Gaming Analytics Pipeline
Gaming Analytics Pipeline

Solution Components

S3Connector Application

The Gaming Analytics Pipeline includes a Kinesis Client Library (KCL) consumer application (S3Connector) running on top of AWS Elastic Beanstalk. The S3Connector validates each event to ensure that the event is formatted correctly and that all required fields are present. The application also sanitizes incoming events to ensure that they are valid to prevent downstream issues loading the events into Amazon Redshift. Then, the application batches all valid events in memory, periodically compresses those batches using GZIP and writes them to Amazon Simple Storage Service (Amazon S3) as JSON files that contain one event per line. To see an excerpt from a sample batch file, see Appendix D.

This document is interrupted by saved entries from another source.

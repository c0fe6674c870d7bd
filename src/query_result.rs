//! MySQL batch output parsing and result-set comparison

use serde_json::{Map, Number, Value};

/// Parse `mysql --batch --raw` output (tab separated, header row first)
/// into an array of row objects.
pub fn parse_batch_output(stdout: &str) -> Value {
    let mut lines = stdout.lines().filter(|l| !l.is_empty());
    let header: Vec<&str> = match lines.next() {
        Some(h) => h.split('\t').collect(),
        None => return Value::Array(Vec::new()),
    };

    let rows = lines
        .map(|line| {
            let mut row = Map::new();
            for (i, cell) in line.split('\t').enumerate() {
                let column = header
                    .get(i)
                    .map(|c| c.to_string())
                    .unwrap_or_else(|| format!("column_{}", i + 1));
                row.insert(column, coerce_cell(cell));
            }
            Value::Object(row)
        })
        .collect();

    Value::Array(rows)
}

/// `NULL` -> null, integers and decimals -> numbers, everything else stays text
fn coerce_cell(cell: &str) -> Value {
    if cell == "NULL" {
        return Value::Null;
    }
    if has_padding(cell) {
        return Value::String(cell.to_string());
    }
    if let Ok(i) = cell.parse::<i64>() {
        return Value::Number(i.into());
    }
    if looks_decimal(cell) {
        if let Some(n) = cell.parse::<f64>().ok().and_then(Number::from_f64) {
            return Value::Number(n);
        }
    }
    Value::String(cell.to_string())
}

/// `+5`, `007` and `-01.5` are text (zip codes, codes with padding), `0` and `0.5` are not
fn has_padding(cell: &str) -> bool {
    let digits = cell.strip_prefix('-').unwrap_or(cell);
    cell.starts_with('+') || (digits.len() > 1 && digits.starts_with('0') && !digits.starts_with("0."))
}

// f64::from_str accepts "inf", "NaN" and "1e5"; only plain decimals count here
fn looks_decimal(cell: &str) -> bool {
    let digits = cell.strip_prefix('-').unwrap_or(cell);
    !digits.is_empty()
        && digits.chars().filter(|c| *c == '.').count() == 1
        && digits.chars().all(|c| c.is_ascii_digit() || c == '.')
        && !digits.starts_with('.')
        && !digits.ends_with('.')
}

/// Compare an actual result against the expected one.
///
/// Lists of rows match when lengths agree and every expected row pairs with
/// a distinct equal actual row; positionally when `order_sensitive`.
pub fn compare_results(actual: &Value, expected: &Value, order_sensitive: bool) -> bool {
    match (actual, expected) {
        (Value::Array(a), Value::Array(e)) => {
            if a.len() != e.len() {
                return false;
            }
            if order_sensitive {
                return a.iter().zip(e).all(|(x, y)| values_equal(x, y));
            }
            // values_equal is not transitive ("0.50" ~ 0.5 ~ ".5"), so a first-fit
            // assignment can miss a pairing; match rows with augmenting paths instead
            let candidates: Vec<Vec<usize>> = e
                .iter()
                .map(|expected_row| {
                    a.iter()
                        .enumerate()
                        .filter(|(_, actual_row)| values_equal(actual_row, expected_row))
                        .map(|(i, _)| i)
                        .collect()
                })
                .collect();
            let mut owner = vec![None; a.len()];
            (0..e.len()).all(|row| {
                let mut seen = vec![false; a.len()];
                assign_row(row, &candidates, &mut owner, &mut seen)
            })
        }
        _ => values_equal(actual, expected),
    }
}

/// Give expected `row` an actual row, moving earlier assignments along if needed
fn assign_row(
    row: usize,
    candidates: &[Vec<usize>],
    owner: &mut [Option<usize>],
    seen: &mut [bool],
) -> bool {
    for &slot in &candidates[row] {
        if seen[slot] {
            continue;
        }
        seen[slot] = true;
        let free = match owner[slot] {
            None => true,
            Some(other) => assign_row(other, candidates, owner, seen),
        };
        if free {
            owner[slot] = Some(row);
            return true;
        }
    }
    false
}

/// Structural equality where numbers compare by value and a numeric string
/// equals the number it spells.
pub fn values_equal(a: &Value, b: &Value) -> bool {
    match (a, b) {
        (Value::Number(x), Value::Number(y)) => numbers_equal(x, y),
        (Value::Number(n), Value::String(s)) | (Value::String(s), Value::Number(n)) => s
            .trim()
            .parse::<f64>()
            .ok()
            .zip(n.as_f64())
            .is_some_and(|(parsed, number)| parsed == number),
        (Value::Array(x), Value::Array(y)) => {
            x.len() == y.len() && x.iter().zip(y).all(|(l, r)| values_equal(l, r))
        }
        (Value::Object(x), Value::Object(y)) => {
            x.len() == y.len()
                && x.iter().all(|(k, v)| y.get(k).is_some_and(|other| values_equal(v, other)))
        }
        _ => a == b,
    }
}

fn numbers_equal(x: &Number, y: &Number) -> bool {
    if let (Some(a), Some(b)) = (x.as_i64(), y.as_i64()) {
        return a == b;
    }
    match (x.as_f64(), y.as_f64()) {
        (Some(a), Some(b)) => a == b,
        _ => x == y,
    }
}

#[cfg(test)]
mod tests {
    use super::*;
    use serde_json::json;

    #[test]
    fn test_parse_empty_output() {
        assert_eq!(parse_batch_output(""), json!([]));
        assert_eq!(parse_batch_output("\n"), json!([]));
    }

    #[test]
    fn test_parse_header_only() {
        assert_eq!(parse_batch_output("id\tname\n"), json!([]));
    }

    #[test]
    fn test_parse_typed_cells() {
        let out = "id\tname\tage\tprice\n1\tAlice Johnson\t28\t999.99\n2\tBob Smith\tNULL\t25.50\n";
        assert_eq!(
            parse_batch_output(out),
            json!([
                {"id": 1, "name": "Alice Johnson", "age": 28, "price": 999.99},
                {"id": 2, "name": "Bob Smith", "age": null, "price": 25.5},
            ])
        );
    }

    #[test]
    fn test_parse_keeps_non_numeric_text() {
        let out = "v\n1e5\ninf\n.5\n2024-01-01 10:00:00\n";
        assert_eq!(
            parse_batch_output(out),
            json!([{"v": "1e5"}, {"v": "inf"}, {"v": ".5"}, {"v": "2024-01-01 10:00:00"}])
        );
    }

    #[test]
    fn test_parse_negative_numbers() {
        assert_eq!(parse_batch_output("n\n-3\n-0.25\n"), json!([{"n": -3}, {"n": -0.25}]));
    }

    #[test]
    fn test_compare_count_query() {
        let actual = parse_batch_output("user_count\n4\n");
        assert!(compare_results(&actual, &json!([{"user_count": 4}]), false));
        assert!(!compare_results(&actual, &json!([{"user_count": 5}]), false));
    }

    #[test]
    fn test_compare_ignores_order_by_default() {
        let actual = json!([{"name": "b"}, {"name": "a"}]);
        let expected = json!([{"name": "a"}, {"name": "b"}]);
        assert!(compare_results(&actual, &expected, false));
        assert!(!compare_results(&actual, &expected, true));
    }

    #[test]
    fn test_compare_length_mismatch() {
        assert!(!compare_results(&json!([{"a": 1}]), &json!([{"a": 1}, {"a": 1}]), false));
    }

    #[test]
    fn test_compare_duplicates_are_counted() {
        let actual = json!([{"a": 1}, {"a": 1}, {"a": 2}]);
        assert!(!compare_results(&actual, &json!([{"a": 1}, {"a": 2}, {"a": 2}]), false));
        assert!(compare_results(&actual, &json!([{"a": 2}, {"a": 1}, {"a": 1}]), false));
    }

    #[test]
    fn test_compare_finds_pairing_across_numeric_spellings() {
        let actual = parse_batch_output("v\n0.5\n.5\n");
        assert_eq!(actual, json!([{"v": 0.5}, {"v": ".5"}]));
        let expected = json!([{"v": 0.5}, {"v": "0.50"}]);
        assert!(compare_results(&actual, &expected, false));
    }

    #[test]
    fn test_parse_keeps_padded_numbers_as_text() {
        let out = "code\n007\n+5\n-01\n0\n0.25\n00.5\n";
        assert_eq!(
            parse_batch_output(out),
            json!([{"code": "007"}, {"code": "+5"}, {"code": "-01"}, {"code": 0}, {"code": 0.25}, {"code": "00.5"}])
        );
    }

    #[test]
    fn test_values_equal_numeric_forms() {
        assert!(values_equal(&json!(4), &json!(4.0)));
        assert!(values_equal(&json!("999.99"), &json!(999.99)));
        assert!(!values_equal(&json!("abc"), &json!(1)));
        assert!(!values_equal(&json!({"a": 1}), &json!({"a": 1, "b": 2})));
    }

    #[test]
    fn test_compare_non_list_shapes() {
        assert!(compare_results(&json!("4"), &json!(4), false));
        assert!(!compare_results(&json!([]), &json!({}), false));
    }
}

To make it easier to find event data from a particular date and time, the solution stores batches as <bucket-name>/events/<YYYY>/<MM>/<DD>/<HH>/<start-sequence-number>–<end-sequence-number>.gzip.

When the batch is successfully written, the S3Connector sends a pointer to the location of the batch to the file stream to initiate the process of loading it into Amazon Redshift.

RedshiftConnector Application

A second KCL application (RedshiftConnector) loads batches of events from Amazon S3. The application uses the manifest file load feature which allows you to specify the name of a JSON-formatted text file that explicitly lists the files to be loaded in the Amazon Redshift COPY command.

The RedshiftConnector also deletes duplicate events that may be introduced by Amazon Kinesis-related retries or during backfills of old data. Then, the application inserts the events into the Amazon Redshift tables.

CronConnector Application

A third application (CronConnector) performs routine database tasks and maintenance. For example, the CronConnector application performs Amazon Redshift vacuuming. Amazon Redshift does not automatically reclaim and reuse space that is freed when you delete rows and update rows. Vacuuming reclaims the space and resorts the rows. For more information, see Vacuuming Tables in the Amazon Redshift Database Developer Guide.

Data and Heat Map Generators

The Gaming Analytics Pipeline includes a data generator you can use to test the pipeline and a heat map generator that allows you to generate heat maps based on various parameters such as event type and game map. The data generator can generate random data, or it can get events from a sample file included with the solution. Use the sample file if you want to generate a sample heat map.

These generators are deployed as Python scripts on an Amazon Elastic Compute Cloud (Amazon EC2) t2.micro instance running Microsoft Windows Server 2016 with SQL Server 2017 Express. The generators require Python 2.7.x.